**Problem statement**
Using the records below, give again exactly the lines from the line that contains "let min_size = cell_count" through the line that contains "for _ in 0..root_count", both ends included, and only those.

[Dataset entries]

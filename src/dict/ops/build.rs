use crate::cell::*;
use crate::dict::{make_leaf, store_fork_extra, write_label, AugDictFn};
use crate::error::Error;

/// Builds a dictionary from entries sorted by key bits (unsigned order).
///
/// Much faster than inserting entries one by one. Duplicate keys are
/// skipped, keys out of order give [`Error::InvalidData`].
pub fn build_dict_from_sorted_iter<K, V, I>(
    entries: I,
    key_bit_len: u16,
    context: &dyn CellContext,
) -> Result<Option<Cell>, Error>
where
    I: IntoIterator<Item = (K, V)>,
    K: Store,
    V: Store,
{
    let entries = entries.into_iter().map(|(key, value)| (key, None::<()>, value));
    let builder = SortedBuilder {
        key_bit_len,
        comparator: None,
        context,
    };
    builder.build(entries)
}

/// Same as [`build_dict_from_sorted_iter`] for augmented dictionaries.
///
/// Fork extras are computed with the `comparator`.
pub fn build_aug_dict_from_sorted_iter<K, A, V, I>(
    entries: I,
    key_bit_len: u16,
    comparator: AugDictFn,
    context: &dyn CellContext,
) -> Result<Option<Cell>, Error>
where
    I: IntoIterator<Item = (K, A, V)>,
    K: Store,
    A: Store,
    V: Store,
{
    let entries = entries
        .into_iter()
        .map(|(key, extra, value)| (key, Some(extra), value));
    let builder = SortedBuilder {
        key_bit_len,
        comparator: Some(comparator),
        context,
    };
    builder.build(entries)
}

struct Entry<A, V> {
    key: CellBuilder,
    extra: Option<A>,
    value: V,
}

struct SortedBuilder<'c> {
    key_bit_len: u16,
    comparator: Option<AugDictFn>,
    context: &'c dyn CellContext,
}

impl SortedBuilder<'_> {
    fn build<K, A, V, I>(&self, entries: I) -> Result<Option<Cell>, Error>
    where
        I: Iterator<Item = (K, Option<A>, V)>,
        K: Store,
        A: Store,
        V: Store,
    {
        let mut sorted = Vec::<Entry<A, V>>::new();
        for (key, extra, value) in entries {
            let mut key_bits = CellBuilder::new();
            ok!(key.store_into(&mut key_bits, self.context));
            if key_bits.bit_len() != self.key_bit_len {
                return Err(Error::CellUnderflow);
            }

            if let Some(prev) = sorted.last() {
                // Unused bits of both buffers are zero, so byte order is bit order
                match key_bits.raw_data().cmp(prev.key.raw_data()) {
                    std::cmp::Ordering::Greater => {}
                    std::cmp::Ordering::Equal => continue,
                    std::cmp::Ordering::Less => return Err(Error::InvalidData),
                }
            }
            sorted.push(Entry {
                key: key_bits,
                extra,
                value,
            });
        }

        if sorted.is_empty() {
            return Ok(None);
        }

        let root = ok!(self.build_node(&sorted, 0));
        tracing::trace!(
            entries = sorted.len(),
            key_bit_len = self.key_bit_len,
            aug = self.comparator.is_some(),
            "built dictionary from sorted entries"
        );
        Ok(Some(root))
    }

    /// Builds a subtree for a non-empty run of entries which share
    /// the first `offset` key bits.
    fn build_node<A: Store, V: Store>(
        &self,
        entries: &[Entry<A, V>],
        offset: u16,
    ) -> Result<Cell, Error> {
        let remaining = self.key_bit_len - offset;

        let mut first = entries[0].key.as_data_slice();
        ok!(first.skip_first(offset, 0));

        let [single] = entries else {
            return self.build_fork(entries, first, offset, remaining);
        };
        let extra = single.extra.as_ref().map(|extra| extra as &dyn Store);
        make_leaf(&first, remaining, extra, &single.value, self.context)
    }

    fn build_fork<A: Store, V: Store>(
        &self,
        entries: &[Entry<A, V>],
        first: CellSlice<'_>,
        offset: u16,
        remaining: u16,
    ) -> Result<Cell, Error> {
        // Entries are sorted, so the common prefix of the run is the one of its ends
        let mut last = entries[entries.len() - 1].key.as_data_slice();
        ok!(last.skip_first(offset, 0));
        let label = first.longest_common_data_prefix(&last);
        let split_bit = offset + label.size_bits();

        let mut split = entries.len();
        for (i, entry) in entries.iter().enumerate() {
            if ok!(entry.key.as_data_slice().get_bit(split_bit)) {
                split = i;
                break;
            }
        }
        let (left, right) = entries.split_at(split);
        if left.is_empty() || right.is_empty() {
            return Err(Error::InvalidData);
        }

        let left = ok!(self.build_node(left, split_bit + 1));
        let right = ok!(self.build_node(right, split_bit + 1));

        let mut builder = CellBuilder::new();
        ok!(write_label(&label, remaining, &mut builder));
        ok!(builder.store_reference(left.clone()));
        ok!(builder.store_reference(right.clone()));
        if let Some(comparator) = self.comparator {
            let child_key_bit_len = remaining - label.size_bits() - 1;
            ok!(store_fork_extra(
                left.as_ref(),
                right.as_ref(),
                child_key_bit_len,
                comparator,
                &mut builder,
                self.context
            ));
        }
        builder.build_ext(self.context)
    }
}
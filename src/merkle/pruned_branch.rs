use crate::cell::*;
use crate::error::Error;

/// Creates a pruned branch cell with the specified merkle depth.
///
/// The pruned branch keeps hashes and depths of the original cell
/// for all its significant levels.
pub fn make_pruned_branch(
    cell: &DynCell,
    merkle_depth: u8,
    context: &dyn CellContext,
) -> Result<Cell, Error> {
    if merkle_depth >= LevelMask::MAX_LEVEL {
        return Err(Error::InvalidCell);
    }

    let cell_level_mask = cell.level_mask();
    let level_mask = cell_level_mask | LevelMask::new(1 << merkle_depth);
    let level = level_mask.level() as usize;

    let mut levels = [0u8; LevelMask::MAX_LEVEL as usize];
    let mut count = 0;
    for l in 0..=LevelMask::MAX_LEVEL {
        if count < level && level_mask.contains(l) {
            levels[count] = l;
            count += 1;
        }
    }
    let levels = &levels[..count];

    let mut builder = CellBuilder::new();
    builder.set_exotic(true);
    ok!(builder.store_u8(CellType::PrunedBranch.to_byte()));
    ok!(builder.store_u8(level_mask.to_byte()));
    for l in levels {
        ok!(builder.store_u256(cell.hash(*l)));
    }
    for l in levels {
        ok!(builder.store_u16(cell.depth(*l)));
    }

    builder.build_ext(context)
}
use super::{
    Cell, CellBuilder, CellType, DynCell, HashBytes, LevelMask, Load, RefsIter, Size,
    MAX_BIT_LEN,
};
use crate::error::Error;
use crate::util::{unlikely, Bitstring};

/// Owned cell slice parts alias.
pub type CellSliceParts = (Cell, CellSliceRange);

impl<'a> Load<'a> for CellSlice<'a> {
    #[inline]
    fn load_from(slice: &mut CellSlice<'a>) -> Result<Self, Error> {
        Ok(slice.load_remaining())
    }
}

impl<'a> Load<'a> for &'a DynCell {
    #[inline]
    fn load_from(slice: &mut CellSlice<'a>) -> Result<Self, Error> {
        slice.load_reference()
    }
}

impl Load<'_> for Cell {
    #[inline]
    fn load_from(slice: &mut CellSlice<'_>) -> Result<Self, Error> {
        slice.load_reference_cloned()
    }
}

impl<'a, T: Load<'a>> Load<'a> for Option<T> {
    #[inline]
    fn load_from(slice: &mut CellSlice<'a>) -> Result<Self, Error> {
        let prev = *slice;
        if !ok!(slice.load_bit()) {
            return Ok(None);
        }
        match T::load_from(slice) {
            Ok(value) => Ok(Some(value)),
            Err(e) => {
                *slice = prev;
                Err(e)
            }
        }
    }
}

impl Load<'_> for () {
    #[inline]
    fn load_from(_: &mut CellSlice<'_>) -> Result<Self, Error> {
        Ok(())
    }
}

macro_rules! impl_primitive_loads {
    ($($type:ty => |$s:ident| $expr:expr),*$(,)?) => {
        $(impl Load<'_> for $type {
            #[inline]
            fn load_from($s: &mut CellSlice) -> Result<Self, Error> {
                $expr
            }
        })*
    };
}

--

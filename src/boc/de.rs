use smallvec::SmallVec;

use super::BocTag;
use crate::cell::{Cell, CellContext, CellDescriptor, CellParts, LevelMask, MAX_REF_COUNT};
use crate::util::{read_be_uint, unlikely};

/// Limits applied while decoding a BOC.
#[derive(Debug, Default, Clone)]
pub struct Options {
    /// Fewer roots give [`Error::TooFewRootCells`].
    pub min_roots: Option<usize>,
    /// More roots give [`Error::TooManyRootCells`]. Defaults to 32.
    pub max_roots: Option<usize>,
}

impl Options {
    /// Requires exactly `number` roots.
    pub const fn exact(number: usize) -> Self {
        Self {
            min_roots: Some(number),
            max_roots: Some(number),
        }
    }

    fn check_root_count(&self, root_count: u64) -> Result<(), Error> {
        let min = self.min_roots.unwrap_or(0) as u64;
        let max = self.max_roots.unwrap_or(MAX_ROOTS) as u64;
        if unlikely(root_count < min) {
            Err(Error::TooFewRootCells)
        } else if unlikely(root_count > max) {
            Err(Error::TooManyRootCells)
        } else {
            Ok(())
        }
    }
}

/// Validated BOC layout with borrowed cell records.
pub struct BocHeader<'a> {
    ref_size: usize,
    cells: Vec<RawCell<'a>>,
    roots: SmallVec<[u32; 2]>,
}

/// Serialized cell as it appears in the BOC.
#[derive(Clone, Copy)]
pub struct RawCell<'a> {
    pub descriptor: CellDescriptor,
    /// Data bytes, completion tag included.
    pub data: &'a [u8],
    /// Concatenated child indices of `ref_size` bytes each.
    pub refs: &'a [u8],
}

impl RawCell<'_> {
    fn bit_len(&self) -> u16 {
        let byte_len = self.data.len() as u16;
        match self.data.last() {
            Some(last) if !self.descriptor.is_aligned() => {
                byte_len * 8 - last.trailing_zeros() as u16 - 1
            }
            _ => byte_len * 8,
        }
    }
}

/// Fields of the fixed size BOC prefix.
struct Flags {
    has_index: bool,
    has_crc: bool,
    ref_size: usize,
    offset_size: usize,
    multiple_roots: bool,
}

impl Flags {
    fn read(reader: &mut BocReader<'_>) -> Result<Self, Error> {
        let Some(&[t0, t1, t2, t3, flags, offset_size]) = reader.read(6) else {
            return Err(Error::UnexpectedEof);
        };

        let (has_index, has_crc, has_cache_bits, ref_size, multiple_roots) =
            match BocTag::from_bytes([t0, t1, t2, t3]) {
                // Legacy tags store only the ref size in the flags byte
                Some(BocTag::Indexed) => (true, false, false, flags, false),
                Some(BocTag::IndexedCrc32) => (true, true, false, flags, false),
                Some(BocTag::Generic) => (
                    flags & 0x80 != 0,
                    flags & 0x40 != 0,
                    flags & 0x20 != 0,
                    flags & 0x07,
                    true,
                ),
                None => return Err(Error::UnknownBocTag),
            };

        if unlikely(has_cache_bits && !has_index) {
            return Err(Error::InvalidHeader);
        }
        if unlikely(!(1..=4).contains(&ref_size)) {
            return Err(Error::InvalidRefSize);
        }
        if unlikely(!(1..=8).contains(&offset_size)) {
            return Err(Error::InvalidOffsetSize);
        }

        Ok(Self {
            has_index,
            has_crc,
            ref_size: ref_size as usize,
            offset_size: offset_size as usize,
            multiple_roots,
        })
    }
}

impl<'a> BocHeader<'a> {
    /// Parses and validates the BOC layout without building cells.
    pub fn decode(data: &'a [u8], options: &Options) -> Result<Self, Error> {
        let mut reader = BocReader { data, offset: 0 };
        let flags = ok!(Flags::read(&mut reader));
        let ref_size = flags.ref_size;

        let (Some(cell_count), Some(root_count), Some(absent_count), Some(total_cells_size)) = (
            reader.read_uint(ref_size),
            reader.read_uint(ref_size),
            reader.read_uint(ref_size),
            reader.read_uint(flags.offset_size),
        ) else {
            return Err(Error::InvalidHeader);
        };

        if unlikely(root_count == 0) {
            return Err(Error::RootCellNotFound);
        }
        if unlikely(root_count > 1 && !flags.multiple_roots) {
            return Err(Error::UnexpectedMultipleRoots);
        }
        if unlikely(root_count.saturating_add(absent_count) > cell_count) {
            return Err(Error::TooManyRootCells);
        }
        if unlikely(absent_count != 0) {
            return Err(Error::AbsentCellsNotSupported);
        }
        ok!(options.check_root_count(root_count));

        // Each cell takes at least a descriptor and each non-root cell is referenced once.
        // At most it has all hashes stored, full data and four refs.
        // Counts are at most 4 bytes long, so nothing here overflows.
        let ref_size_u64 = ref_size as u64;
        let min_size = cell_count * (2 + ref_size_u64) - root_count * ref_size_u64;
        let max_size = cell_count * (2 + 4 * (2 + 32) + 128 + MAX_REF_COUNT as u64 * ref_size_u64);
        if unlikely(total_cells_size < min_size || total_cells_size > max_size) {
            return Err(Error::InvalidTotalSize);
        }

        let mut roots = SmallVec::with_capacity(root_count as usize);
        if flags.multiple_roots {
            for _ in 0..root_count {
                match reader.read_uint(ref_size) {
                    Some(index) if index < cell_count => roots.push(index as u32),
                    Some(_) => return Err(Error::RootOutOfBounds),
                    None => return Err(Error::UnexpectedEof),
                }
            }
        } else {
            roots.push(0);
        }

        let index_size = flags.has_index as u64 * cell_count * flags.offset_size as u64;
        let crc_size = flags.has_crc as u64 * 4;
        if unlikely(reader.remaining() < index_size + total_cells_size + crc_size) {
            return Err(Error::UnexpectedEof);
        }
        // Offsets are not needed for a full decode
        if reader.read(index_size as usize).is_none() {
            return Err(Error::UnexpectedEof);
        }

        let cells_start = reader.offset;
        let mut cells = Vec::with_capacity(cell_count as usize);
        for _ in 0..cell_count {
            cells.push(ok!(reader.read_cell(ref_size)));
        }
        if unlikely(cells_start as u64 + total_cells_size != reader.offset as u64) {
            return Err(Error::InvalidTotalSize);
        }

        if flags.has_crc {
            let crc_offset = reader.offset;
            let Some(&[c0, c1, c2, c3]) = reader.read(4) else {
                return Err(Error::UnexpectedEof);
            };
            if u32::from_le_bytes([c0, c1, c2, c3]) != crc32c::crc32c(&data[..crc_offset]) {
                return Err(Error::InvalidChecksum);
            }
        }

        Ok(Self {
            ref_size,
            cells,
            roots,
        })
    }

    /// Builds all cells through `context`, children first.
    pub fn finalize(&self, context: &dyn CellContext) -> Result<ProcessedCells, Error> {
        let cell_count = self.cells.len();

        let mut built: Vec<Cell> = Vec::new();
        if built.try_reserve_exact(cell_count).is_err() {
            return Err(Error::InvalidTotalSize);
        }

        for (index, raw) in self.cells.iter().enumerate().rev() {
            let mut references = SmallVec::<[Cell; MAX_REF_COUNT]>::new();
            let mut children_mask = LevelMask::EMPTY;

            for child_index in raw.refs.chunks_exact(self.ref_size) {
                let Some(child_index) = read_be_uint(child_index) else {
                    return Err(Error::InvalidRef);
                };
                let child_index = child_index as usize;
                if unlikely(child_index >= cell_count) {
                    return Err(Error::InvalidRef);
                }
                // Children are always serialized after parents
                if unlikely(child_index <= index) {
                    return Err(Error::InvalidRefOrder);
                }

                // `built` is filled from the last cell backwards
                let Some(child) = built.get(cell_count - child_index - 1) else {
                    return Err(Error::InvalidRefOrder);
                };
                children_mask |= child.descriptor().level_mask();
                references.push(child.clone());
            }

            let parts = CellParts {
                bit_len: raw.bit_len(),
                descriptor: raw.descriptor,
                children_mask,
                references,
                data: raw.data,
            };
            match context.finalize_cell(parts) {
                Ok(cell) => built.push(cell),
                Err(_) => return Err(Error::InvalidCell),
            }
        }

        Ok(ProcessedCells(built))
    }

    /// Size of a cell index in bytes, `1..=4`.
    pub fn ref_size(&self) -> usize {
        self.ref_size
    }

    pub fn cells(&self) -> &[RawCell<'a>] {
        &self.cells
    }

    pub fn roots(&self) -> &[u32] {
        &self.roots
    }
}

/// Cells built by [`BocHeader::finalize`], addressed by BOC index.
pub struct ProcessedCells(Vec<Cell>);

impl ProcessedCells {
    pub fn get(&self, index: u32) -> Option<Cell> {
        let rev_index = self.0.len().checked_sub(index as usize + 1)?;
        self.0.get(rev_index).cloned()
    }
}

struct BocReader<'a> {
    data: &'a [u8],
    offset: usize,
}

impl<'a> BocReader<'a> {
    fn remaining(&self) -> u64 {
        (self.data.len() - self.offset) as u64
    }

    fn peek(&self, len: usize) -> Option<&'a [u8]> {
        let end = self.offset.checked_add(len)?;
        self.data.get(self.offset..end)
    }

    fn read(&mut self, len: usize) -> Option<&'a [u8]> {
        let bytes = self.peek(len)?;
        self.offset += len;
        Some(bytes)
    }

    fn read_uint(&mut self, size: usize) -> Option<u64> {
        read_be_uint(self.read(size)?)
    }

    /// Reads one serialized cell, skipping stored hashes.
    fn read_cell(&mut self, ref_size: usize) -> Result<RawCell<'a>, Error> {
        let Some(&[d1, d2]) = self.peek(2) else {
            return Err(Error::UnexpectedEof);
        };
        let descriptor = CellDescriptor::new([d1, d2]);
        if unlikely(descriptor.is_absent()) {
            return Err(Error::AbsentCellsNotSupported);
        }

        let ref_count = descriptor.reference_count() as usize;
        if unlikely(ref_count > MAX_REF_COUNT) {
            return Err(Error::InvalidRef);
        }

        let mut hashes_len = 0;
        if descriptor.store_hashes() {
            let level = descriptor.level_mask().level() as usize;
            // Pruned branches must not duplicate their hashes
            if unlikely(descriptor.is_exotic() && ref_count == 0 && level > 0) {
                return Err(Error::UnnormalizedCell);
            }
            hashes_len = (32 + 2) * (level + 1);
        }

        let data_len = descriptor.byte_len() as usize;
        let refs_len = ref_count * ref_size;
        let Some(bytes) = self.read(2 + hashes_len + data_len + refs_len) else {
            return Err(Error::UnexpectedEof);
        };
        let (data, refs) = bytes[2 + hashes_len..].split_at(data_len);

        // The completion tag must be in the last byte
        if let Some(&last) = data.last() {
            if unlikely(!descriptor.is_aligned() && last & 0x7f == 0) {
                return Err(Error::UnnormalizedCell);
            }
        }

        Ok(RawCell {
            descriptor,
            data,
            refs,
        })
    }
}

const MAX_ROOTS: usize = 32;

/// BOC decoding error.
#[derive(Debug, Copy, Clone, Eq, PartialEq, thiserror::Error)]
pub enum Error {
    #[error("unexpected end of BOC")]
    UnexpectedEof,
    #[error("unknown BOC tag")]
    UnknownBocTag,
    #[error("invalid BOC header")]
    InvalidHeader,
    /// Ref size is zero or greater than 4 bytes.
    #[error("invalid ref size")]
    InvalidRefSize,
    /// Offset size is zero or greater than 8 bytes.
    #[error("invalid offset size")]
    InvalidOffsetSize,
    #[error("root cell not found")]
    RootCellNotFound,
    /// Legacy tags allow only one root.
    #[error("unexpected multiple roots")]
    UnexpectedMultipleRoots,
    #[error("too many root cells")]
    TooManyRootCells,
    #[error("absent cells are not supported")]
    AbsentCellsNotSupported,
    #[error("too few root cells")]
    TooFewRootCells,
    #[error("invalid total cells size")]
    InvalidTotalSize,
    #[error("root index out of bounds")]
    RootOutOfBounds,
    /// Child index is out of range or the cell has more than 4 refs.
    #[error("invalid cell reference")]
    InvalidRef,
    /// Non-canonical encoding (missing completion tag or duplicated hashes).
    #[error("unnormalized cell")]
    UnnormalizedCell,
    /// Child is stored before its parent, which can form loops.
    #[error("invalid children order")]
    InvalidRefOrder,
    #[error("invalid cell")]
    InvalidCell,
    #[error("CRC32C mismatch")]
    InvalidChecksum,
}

---

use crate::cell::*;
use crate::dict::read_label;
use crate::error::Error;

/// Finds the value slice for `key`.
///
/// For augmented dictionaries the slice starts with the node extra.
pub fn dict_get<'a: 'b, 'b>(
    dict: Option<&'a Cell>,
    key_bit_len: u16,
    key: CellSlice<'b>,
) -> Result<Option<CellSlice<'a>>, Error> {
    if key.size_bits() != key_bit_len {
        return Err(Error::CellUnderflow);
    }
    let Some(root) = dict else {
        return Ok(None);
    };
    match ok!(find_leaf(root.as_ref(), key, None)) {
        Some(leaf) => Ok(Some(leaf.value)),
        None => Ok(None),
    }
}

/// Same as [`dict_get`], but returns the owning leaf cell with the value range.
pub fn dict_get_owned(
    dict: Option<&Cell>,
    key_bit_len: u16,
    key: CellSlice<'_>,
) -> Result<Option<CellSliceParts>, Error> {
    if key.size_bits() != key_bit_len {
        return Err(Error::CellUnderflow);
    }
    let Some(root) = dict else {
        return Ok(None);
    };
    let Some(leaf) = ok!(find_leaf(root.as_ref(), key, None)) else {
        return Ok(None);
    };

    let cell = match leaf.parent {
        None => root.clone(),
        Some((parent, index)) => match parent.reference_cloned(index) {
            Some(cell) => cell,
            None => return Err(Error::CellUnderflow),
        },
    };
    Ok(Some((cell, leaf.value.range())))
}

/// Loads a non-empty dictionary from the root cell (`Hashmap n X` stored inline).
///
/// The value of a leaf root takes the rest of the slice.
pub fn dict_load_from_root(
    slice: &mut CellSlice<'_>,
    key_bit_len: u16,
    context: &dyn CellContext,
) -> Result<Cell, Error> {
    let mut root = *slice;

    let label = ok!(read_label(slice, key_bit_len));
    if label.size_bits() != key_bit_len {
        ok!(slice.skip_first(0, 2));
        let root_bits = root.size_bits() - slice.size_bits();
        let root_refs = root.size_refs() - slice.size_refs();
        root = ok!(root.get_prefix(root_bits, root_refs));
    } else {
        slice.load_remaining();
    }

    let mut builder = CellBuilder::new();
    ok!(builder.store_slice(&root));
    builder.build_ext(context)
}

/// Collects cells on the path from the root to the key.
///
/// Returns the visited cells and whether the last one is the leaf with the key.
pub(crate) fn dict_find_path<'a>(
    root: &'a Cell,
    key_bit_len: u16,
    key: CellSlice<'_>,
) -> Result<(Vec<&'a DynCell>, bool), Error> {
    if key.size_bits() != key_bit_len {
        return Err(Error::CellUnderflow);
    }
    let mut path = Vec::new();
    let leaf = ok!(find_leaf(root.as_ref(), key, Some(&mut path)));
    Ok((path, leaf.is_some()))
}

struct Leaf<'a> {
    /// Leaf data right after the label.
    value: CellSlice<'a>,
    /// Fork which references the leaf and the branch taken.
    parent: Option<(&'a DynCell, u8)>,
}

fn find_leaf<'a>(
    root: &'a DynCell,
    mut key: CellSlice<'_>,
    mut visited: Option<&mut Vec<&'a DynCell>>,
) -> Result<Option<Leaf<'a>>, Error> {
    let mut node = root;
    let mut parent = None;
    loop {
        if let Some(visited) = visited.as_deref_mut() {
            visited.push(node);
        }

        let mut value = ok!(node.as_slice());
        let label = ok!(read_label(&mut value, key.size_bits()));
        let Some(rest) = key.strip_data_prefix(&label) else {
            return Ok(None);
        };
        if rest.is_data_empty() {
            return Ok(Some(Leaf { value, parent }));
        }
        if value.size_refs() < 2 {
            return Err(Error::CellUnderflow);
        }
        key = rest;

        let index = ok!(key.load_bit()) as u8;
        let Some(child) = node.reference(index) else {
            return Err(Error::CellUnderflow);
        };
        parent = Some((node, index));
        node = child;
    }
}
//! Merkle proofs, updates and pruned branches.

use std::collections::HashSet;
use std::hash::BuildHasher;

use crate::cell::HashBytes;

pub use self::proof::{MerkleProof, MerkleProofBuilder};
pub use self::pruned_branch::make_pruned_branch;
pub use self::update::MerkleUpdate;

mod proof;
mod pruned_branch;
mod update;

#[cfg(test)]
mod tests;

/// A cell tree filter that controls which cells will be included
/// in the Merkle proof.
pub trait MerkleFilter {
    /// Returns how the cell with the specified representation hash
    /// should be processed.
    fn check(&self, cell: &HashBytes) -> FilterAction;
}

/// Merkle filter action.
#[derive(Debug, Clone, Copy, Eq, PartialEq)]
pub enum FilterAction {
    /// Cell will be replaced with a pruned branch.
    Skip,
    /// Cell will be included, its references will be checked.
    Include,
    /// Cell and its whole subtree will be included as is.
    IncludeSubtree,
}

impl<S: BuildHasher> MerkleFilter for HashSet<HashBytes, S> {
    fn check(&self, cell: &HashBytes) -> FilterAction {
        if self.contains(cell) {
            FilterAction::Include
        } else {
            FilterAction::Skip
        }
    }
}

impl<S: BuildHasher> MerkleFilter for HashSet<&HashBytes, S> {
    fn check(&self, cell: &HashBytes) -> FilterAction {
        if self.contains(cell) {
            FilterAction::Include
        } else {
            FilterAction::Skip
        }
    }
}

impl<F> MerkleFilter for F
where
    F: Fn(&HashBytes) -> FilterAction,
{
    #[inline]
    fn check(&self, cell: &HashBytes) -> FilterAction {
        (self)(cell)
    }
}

**Solution to this task**
        let min_size = cell_count * (2 + ref_size_u64) - root_count * ref_size_u64;
        let max_size = cell_count * (2 + 4 * (2 + 32) + 128 + MAX_REF_COUNT as u64 * ref_size_u64);
        if unlikely(total_cells_size < min_size || total_cells_size > max_size) {
            return Err(Error::InvalidTotalSize);
        }

        let mut roots = SmallVec::with_capacity(root_count as usize);
        if flags.multiple_roots {
            for _ in 0..root_count {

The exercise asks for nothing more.